::: Dataset records :::

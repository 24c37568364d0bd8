//! Kibana saved-object bulk create.

use reqwest::Client;
use serde::Serialize;
use sidecar_config::Credentials;
use tracing::debug;

use crate::endpoints::{RetryPolicy, send_request_with_retry, with_common_headers};
use crate::error::{ClientError, Result};
use crate::metrics::MetricsCollector;
use crate::models::{BulkCreateOutcome, BulkCreateResponse};

const BULK_CREATE_PATH: &str = "/api/saved_objects/_bulk_create";

/// Create or overwrite a batch of saved objects in one call.
///
/// Objects are sent as-is with `overwrite=true`. Only HTTP 200 counts as
/// success; per-object failures inside a 200 response are reported in the
/// returned [`BulkCreateOutcome`], not as an error.
pub async fn bulk_create_saved_objects<T: Serialize + ?Sized>(
    client: &Client,
    base_url: &str,
    credentials: Option<&Credentials>,
    objects: &T,
    retry: &RetryPolicy,
    metrics: Option<&MetricsCollector>,
) -> Result<BulkCreateOutcome> {
    let url = format!("{}{}", base_url, BULK_CREATE_PATH);

    let builder = with_common_headers(client.post(&url), credentials)
        .query(&[("overwrite", "true")])
        .json(objects);
    let response =
        send_request_with_retry(builder, retry, BULK_CREATE_PATH, "POST", false, metrics).await?;

    let status = response.status().as_u16();
    if status != 200 {
        let url = response.url().to_string();
        let body = response.text().await.unwrap_or_default();
        return Err(ClientError::ApiError {
            status,
            url,
            message: format!("expected HTTP 200 from bulk create: {}", body),
        });
    }

    let body = response.text().await?;
    let parsed: BulkCreateResponse = serde_json::from_str(&body).map_err(|e| {
        ClientError::InvalidResponse(format!("Failed to parse bulk create response: {}", e))
    })?;

    let outcome = BulkCreateOutcome::from(parsed);
    debug!(
        saved = outcome.saved.len(),
        failed = outcome.failed.len(),
        "Bulk create finished"
    );
    Ok(outcome)
}
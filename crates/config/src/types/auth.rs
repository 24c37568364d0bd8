//! Basic-auth credentials shared by both upstream APIs.

use secrecy::SecretString;

/// Username and password sent as HTTP basic auth to Kibana and Elasticsearch.
#[derive(Debug, Clone)]
pub struct Credentials {
    pub username: String,
    pub password: SecretString,
}

impl Credentials {
    /// Pair a username and password.
    ///
    /// Credentials are only usable when both halves are present, so callers
    /// holding optional values should go through [`Credentials::from_parts`].
    pub fn new(username: impl Into<String>, password: SecretString) -> Self {
        Self {
            username: username.into(),
            password,
        }
    }

    /// Build credentials when both username and password are set.
    pub fn from_parts(username: Option<String>, password: Option<SecretString>) -> Option<Self> {
        match (username, password) {
            (Some(username), Some(password)) => Some(Self { username, password }),
            _ => None,
        }
    }
}
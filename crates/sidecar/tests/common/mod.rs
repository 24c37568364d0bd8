//! Common test utilities for sidecar integration tests.
//!
//! # Invariants
//! - [`FakeUpstream`] records every call in order and never touches the network.
//! - [`ScriptedSource`] hands out one scripted stream per subscription, then
//!   streams that never yield.

#![allow(dead_code)]

use std::collections::{HashSet, VecDeque};
use std::sync::{Arc, Mutex};
use std::time::Duration;

use futures::StreamExt;
use futures::stream::{self, BoxStream};
use serde_json::{Value, json};
use sidecar_client::{BulkCreateOutcome, ClientError, SavedObjectFailure, WatcherApi};
use sidecar_config::{Config, ConfigLoader, DefaultActions};

#[allow(unused_imports)]
pub use kibana_sidecar::{
    ConfigResource, EventKind, EventSource, ReconcileReport, Reconciler, RuleUpload, SavedObject,
    SkipReason, SyncContext, SyncError, Upstream, WatchEvent,
};

pub const LABEL: &str = "kibana_object";
pub const GENERATE_ID_LABEL: &str = "generate_id_from_title";

/// One upstream write as observed by [`FakeUpstream`].
#[derive(Debug, Clone, PartialEq)]
pub enum Call {
    SavedObjects(Vec<Value>),
    Rule {
        api: WatcherApi,
        id: String,
        active: String,
        body: Value,
    },
}

#[derive(Debug, Default)]
struct Behaviour {
    reject_saved: HashSet<String>,
    fail_bulk: bool,
    fail_rules: HashSet<String>,
}

/// In-memory [`Upstream`] that records calls.
#[derive(Debug, Clone, Default)]
pub struct FakeUpstream {
    calls: Arc<Mutex<Vec<Call>>>,
    behaviour: Arc<Mutex<Behaviour>>,
}

impl FakeUpstream {
    pub fn new() -> Self {
        Self::default()
    }

    /// Kibana reports a per-object error for `id`.
    pub fn reject_saved_object(self, id: &str) -> Self {
        self.behaviour
            .lock()
            .unwrap()
            .reject_saved
            .insert(id.to_string());
        self
    }

    /// The whole bulk-create request fails.
    pub fn fail_bulk_create(self) -> Self {
        self.behaviour.lock().unwrap().fail_bulk = true;
        self
    }

    /// Storing the watch `id` fails.
    pub fn fail_rule(self, id: &str) -> Self {
        self.behaviour
            .lock()
            .unwrap()
            .fail_rules
            .insert(id.to_string());
        self
    }

    pub fn calls(&self) -> Vec<Call> {
        self.calls.lock().unwrap().clone()
    }

    pub fn saved_object_calls(&self) -> Vec<Vec<Value>> {
        self.calls()
            .into_iter()
            .filter_map(|c| match c {
                Call::SavedObjects(objects) => Some(objects),
                Call::Rule { .. } => None,
            })
            .collect()
    }

    pub fn rule_calls(&self) -> Vec<Call> {
        self.calls()
            .into_iter()
            .filter(|c| matches!(c, Call::Rule { .. }))
            .collect()
    }
}

fn api_error(status: u16, message: &str) -> ClientError {
    ClientError::ApiError {
        status,
        url: "http://fake".to_string(),
        message: message.to_string(),
    }
}

impl Upstream for FakeUpstream {
    async fn upsert_saved_objects(
        &self,
        objects: &[SavedObject],
    ) -> Result<BulkCreateOutcome, ClientError> {
        let values: Vec<Value> = objects
            .iter()
            .map(|o| serde_json::to_value(o).unwrap())
            .collect();
        self.calls.lock().unwrap().push(Call::SavedObjects(values));

        let behaviour = self.behaviour.lock().unwrap();
        if behaviour.fail_bulk {
            return Err(api_error(500, "bulk create failed"));
        }

        let mut outcome = BulkCreateOutcome::default();
        for object in objects {
            let id = object.id.clone().unwrap_or_default();
            if behaviour.reject_saved.contains(&id) {
                outcome.failed.push(SavedObjectFailure {
                    id,
                    error: json!({"statusCode": 400, "message": "rejected"}),
                });
            } else {
                outcome.saved.push(id);
            }
        }
        Ok(outcome)
    }

    async fn upsert_rule(&self, api: WatcherApi, rule: &RuleUpload) -> Result<(), ClientError> {
        self.calls.lock().unwrap().push(Call::Rule {
            api,
            id: rule.id.clone(),
            active: rule.active.clone(),
            body: serde_json::to_value(&rule.body).unwrap(),
        });

        if self.behaviour.lock().unwrap().fail_rules.contains(&rule.id) {
            return Err(api_error(400, "could not parse watch"));
        }
        Ok(())
    }
}

/// [`EventSource`] that replays scripted subscriptions.
#[derive(Default)]
pub struct ScriptedSource {
    scripts: Mutex<VecDeque<Vec<Result<WatchEvent, SyncError>>>>,
    subscribed_at: Mutex<Vec<tokio::time::Instant>>,
}

impl ScriptedSource {
    pub fn new() -> Self {
        Self::default()
    }

    /// Queue the items the next subscription yields before ending.
    pub fn then(self, items: Vec<Result<WatchEvent, SyncError>>) -> Self {
        self.scripts.lock().unwrap().push_back(items);
        self
    }

    pub fn subscriptions(&self) -> Vec<tokio::time::Instant> {
        self.subscribed_at.lock().unwrap().clone()
    }
}

impl EventSource for ScriptedSource {
    fn subscribe(&self) -> BoxStream<'static, Result<WatchEvent, SyncError>> {
        self.subscribed_at
            .lock()
            .unwrap()
            .push(tokio::time::Instant::now());
        match self.scripts.lock().unwrap().pop_front() {
            Some(items) => stream::iter(items).boxed(),
            None => stream::pending().boxed(),
        }
    }
}

/// Configuration as the loader would produce it for tests.
pub fn test_config(retry_interval: Duration) -> Config {
    ConfigLoader::new()
        .with_label(LABEL.to_string())
        .with_kibana_base_url("http://kibana:5601".to_string())
        .with_elasticsearch_base_url("http://elasticsearch:9200".to_string())
        .with_watch_retry_interval(retry_interval)
        .build()
        .expect("test config should build")
}

pub fn reconciler(upstream: FakeUpstream) -> Reconciler<FakeUpstream> {
    reconciler_with_defaults(upstream, DefaultActions::new())
}

pub fn reconciler_with_defaults(
    upstream: FakeUpstream,
    defaults: DefaultActions,
) -> Reconciler<FakeUpstream> {
    let config = test_config(Duration::from_secs(5));
    Reconciler::new(SyncContext::new(&config, WatcherApi::V7, defaults, upstream))
}

/// A labelled ConfigMap holding `files`.
pub fn labelled(files: &[(&str, &str)]) -> ConfigResource {
    let mut resource = ConfigResource::new("monitoring", "kibana-objects").with_label(LABEL, "1");
    for (name, content) in files {
        resource = resource.with_file(*name, *content);
    }
    resource
}

pub fn added(resource: ConfigResource) -> WatchEvent {
    WatchEvent::new(EventKind::Added, resource)
}
//! Crate layering rules.
//!
//! - `sidecar-config` knows nothing about HTTP or Kubernetes.
//! - `sidecar-client` knows nothing about Kubernetes or the sync pipeline.
//! - Only the sidecar's `kube_source` and `main` touch the Kubernetes API;
//!   the pipeline sees ConfigMaps through `EventSource` alone.
//! - Only `upstream.rs` in the sidecar names the concrete HTTP client.

use std::fs;
use std::path::{Path, PathBuf};

use walkdir::WalkDir;

fn workspace_root() -> PathBuf {
    let start = std::env::current_dir().expect("current directory");
    start
        .ancestors()
        .find(|dir| {
            fs::read_to_string(dir.join("Cargo.toml"))
                .is_ok_and(|manifest| manifest.contains("[workspace]"))
        })
        .map(Path::to_path_buf)
        .unwrap_or(start)
}

/// Every `(path, content)` of `.rs` files under `crates/<krate>/src`.
fn sources(krate: &str) -> Vec<(String, String)> {
    let dir = workspace_root().join("crates").join(krate).join("src");
    WalkDir::new(&dir)
        .into_iter()
        .filter_map(Result::ok)
        .filter(|e| e.path().extension().is_some_and(|ext| ext == "rs"))
        .map(|e| {
            let content = fs::read_to_string(e.path()).unwrap_or_default();
            (e.path().display().to_string(), content)
        })
        .collect()
}

fn offenders(krate: &str, forbidden: &[&str], allowed_files: &[&str]) -> Vec<String> {
    let files = sources(krate);
    assert!(!files.is_empty(), "no sources found for crate {}", krate);

    files
        .into_iter()
        .filter(|(path, _)| !allowed_files.iter().any(|a| path.ends_with(a)))
        .flat_map(|(path, content)| {
            forbidden
                .iter()
                .filter(|needle| content.contains(*needle))
                .map(|needle| format!("{} uses `{}`", path, needle))
                .collect::<Vec<_>>()
        })
        .collect()
}

#[test]
fn config_crate_has_no_transport_dependencies() {
    let found = offenders("config", &["reqwest::", "kube::", "sidecar_client"], &[]);
    assert!(found.is_empty(), "{}", found.join("\n"));
}

#[test]
fn client_crate_has_no_kubernetes_dependencies() {
    let found = offenders("client", &["kube::", "k8s_openapi", "kibana_sidecar"], &[]);
    assert!(found.is_empty(), "{}", found.join("\n"));
}

#[test]
fn kubernetes_access_is_confined_to_the_adapter() {
    let found = offenders(
        "sidecar",
        &["kube::", "k8s_openapi::"],
        &["src/kube_source.rs", "src/main.rs"],
    );
    assert!(found.is_empty(), "{}", found.join("\n"));
}

#[test]
fn pipeline_uses_the_upstream_trait() {
    let found = offenders(
        "sidecar",
        &["ElasticClient", "reqwest::"],
        &["src/upstream.rs", "src/main.rs"],
    );
    assert!(found.is_empty(), "{}", found.join("\n"));
}
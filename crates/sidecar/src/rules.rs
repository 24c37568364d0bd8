//! Preparation of watches for upload.

use serde::Serialize;
use serde_json::{Map, Value};
use sidecar_config::DefaultActions;
use tracing::{debug, info, warn};

use crate::error::SyncError;
use crate::ids::generate_id;
use crate::objects::RuleObject;

/// Request body of a put-watch call. `id` and `active` travel in the URL.
#[derive(Debug, Clone, PartialEq, Serialize)]
pub struct WatchBody {
    #[serde(skip_serializing_if = "Option::is_none")]
    pub metadata: Option<Value>,
    #[serde(skip_serializing_if = "Option::is_none")]
    pub actions: Option<Value>,
    #[serde(flatten)]
    pub extra: Map<String, Value>,
}

/// A watch split into its routing parameters and request body.
#[derive(Debug, Clone, PartialEq)]
pub struct RuleUpload {
    pub id: String,
    /// Value of the `active` query parameter.
    pub active: String,
    pub body: WatchBody,
}

impl RuleObject {
    /// Split off `id` and `active` for the URL.
    ///
    /// A numeric or boolean `id` is used as its JSON text.
    ///
    /// # Errors
    ///
    /// [`SyncError::MissingRuleId`] when the watch has no usable id.
    pub fn into_upload(self) -> Result<RuleUpload, SyncError> {
        let active = self.active_param();
        let RuleObject {
            id,
            metadata,
            actions,
            mut extra,
            ..
        } = self;

        let raw_id = extra.remove("id");
        let id = id.or_else(|| match raw_id {
            Some(raw @ (Value::Number(_) | Value::Bool(_))) => Some(raw.to_string()),
            _ => None,
        });

        let body = WatchBody {
            metadata,
            actions,
            extra,
        };

        match id {
            Some(id) if !id.is_empty() => Ok(RuleUpload { id, active, body }),
            _ => Err(SyncError::MissingRuleId(
                serde_json::to_string(&body).unwrap_or_else(|_| "<unserializable>".to_string()),
            )),
        }
    }
}

/// Assign generated ids and merge default actions into every watch.
///
/// With `generate_ids`, a watch carrying `metadata.name` gets its id from
/// that name. Each default action is then inserted into the watch's
/// `actions`, replacing a same-named action the watch already had. A watch
/// whose `actions` is present but not an object is left as written.
pub fn prepare_rule_objects(
    mut rules: Vec<RuleObject>,
    generate_ids: bool,
    defaults: &DefaultActions,
) -> Vec<RuleObject> {
    if generate_ids {
        for rule in &mut rules {
            if let Some(name) = rule.name() {
                let new_id = generate_id(name);
                debug!(new_id, name, "Generated watch id from name");
                rule.id = Some(new_id);
            }
        }
    }

    if !defaults.is_empty() {
        for rule in &mut rules {
            info!(
                id = rule.id.as_deref().unwrap_or("<none>"),
                count = defaults.len(),
                "Adding default actions to watch"
            );
            let actions = rule
                .actions
                .get_or_insert_with(|| Value::Object(Map::new()));
            let Value::Object(actions) = actions else {
                warn!(
                    id = rule.id.as_deref().unwrap_or("<none>"),
                    "Watch 'actions' is not an object, default actions not added"
                );
                continue;
            };
            for (key, value) in defaults {
                actions.insert(key.clone(), value.clone());
            }
        }
    }

    rules
}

:::

Set down verbatim only the lines between the start of the data above and the line with "const BULK_CREATE_PATH: &str", both boundaries included.

repository 24c37568364d0bd8
//! Kibana saved-object bulk create.

use reqwest::Client;
use serde::Serialize;
use sidecar_config::Credentials;
use tracing::debug;

use crate::endpoints::{RetryPolicy, send_request_with_retry, with_common_headers};
use crate::error::{ClientError, Result};
use crate::metrics::MetricsCollector;
use crate::models::{BulkCreateOutcome, BulkCreateResponse};

const BULK_CREATE_PATH: &str = "/api/saved_objects/_bulk_create";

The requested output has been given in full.